Reasoning and Learning Architectures

Can deep learning theory unify around training dynamics?

Is learning mechanics—focused on average-case predictions and training dynamics rather than worst-case bounds—the emerging framework that finally unifies fragmented deep learning theory?

Note · 2026-05-18 · sourced from Foundation Models

Deep learning is the most powerful and most inscrutable member of the machine learning pantheon. Decades of attempts to put rigorous theoretical backing behind it have produced fragments — solvable toy models, scaling laws, hyperparameter limits, universal behaviors — but no unified frame. The argument in There Will Be a Scientific Theory of Deep Learning is that these fragments are not isolated; they are converging into a single discipline that the authors call learning mechanics.

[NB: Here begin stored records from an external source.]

//! Opcode table validation tests
//!
//! Verifies that the instruction table is complete and consistent.

use a2600_disasm::{opcodes, AddressingMode, OPCODE_TABLE};

#[test]
fn test_opcode_table_completeness() {
    assert_eq!(OPCODE_TABLE.len(), 256, "Opcode table must cover every byte value");

    let documented = OPCODE_TABLE.iter().flatten().count();
    assert_eq!(documented, 151, "NMOS 6502 has 151 documented opcodes");
}

#[test]
fn test_entries_indexed_by_own_opcode() {
    for (opcode, entry) in OPCODE_TABLE.iter().enumerate() {
        if let Some(descriptor) = entry {
            assert_eq!(
                descriptor.opcode as usize, opcode,
                "Entry at 0x{:02X} describes opcode 0x{:02X}",
                opcode, descriptor.opcode
            );
        }
    }
}

#[test]
fn test_operand_count_matches_mode() {
    for descriptor in OPCODE_TABLE.iter().flatten() {
        assert_eq!(
            descriptor.operand_count,
            descriptor.addressing_mode.operand_len(),
            "Opcode 0x{:02X} ({}) operand count disagrees with {:?}",
            descriptor.opcode,
            descriptor.mnemonic,
            descriptor.addressing_mode
        );
        assert!(descriptor.size_bytes() >= 1 && descriptor.size_bytes() <= 3);
    }
}

#[test]
fn test_documented_opcodes_have_nonzero_cycles() {
    for descriptor in OPCODE_TABLE.iter().flatten() {
        assert!(
            (2..=7).contains(&descriptor.cycles),
            "Opcode 0x{:02X} ({}) has {} cycles",
            descriptor.opcode,
            descriptor.mnemonic,
            descriptor.cycles
        );
    }
}

#[test]
fn test_mnemonic_count() {
    let mut mnemonics: Vec<&str> = OPCODE_TABLE.iter().flatten().map(|d| d.mnemonic).collect();
    mnemonics.sort_unstable();
    mnemonics.dedup();
    assert_eq!(mnemonics.len(), 56);
}

#[test]
fn test_branches_are_relative() {
    for opcode in [0x10, 0x30, 0x50, 0x70, 0x90, 0xB0, 0xD0, 0xF0] {
        let descriptor = opcodes::lookup(opcode).unwrap();
        assert_eq!(descriptor.addressing_mode, AddressingMode::Relative);
        assert!(descriptor.mnemonic.starts_with('B'));
    }
}

#[test]
fn test_lda_variants() {
    let expected = [
        (0xA9, AddressingMode::Immediate, 2),
        (0xA5, AddressingMode::ZeroPage, 3),
        (0xB5, AddressingMode::ZeroPageX, 4),
        (0xAD, AddressingMode::Absolute, 4),
        (0xBD, AddressingMode::AbsoluteX, 4),
        (0xB9, AddressingMode::AbsoluteY, 4),
        (0xA1, AddressingMode::IndirectX, 6),
        (0xB1, AddressingMode::IndirectY, 5),
    ];

    for (opcode, mode, cycles) in expected {
        let descriptor = opcodes::lookup(opcode).unwrap();
        assert_eq!(descriptor.mnemonic, "LDA");
        assert_eq!(descriptor.addressing_mode, mode);
        assert_eq!(descriptor.cycles, cycles);
    }
}

#[test]
fn test_undocumented_opcodes_absent() {
    for opcode in [0x02, 0x03, 0x04, 0x0B, 0x1A, 0x80, 0x9C, 0xA3, 0xEB, 0xFF] {
        assert!(opcodes::lookup(opcode).is_none(), "0x{:02X} should be unsupported", opcode);
    }
}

Five strands point at the unification: (1) solvable idealized settings provide intuition for realistic systems, (2) tractable limits reveal fundamental phenomena, (3) simple mathematical laws capture macroscopic observables, (4) hyperparameter theories disentangle which parameters drive behavior, and (5) universal behaviors across systems clarify which phenomena need explanation. Each of these mirrors a move that classical, continuum, statistical, or quantum mechanics made for physical systems. The analogy is structural, not rhetorical: both fields develop libraries of solvable settings, both work with aggregate statistics rather than per-particle motion, both treat system parameters as first-class objects, and both encounter universality across regimes.

The methodological consequence is sharp. Learning mechanics aims at average-case predictions over rigorous worst-case bounds. This is a distinct epistemic project from learning theory's PAC-style guarantees and from interpretability's per-circuit causal accounts. It is concerned with what happens during training, with dynamics rather than endpoints, and with phenomena that are robust across architecture and dataset choices.

The paper anticipates a complementary relationship with mechanistic interpretability — "where mechanistic interpretability aims to be the biology of deep learning, learning mechanics should aspire to be its physics." Mech interp dissects specific circuits in specific models; learning mechanics characterizes the dynamics any sufficiently large network exhibits during training. Both are necessary; neither is sufficient alone.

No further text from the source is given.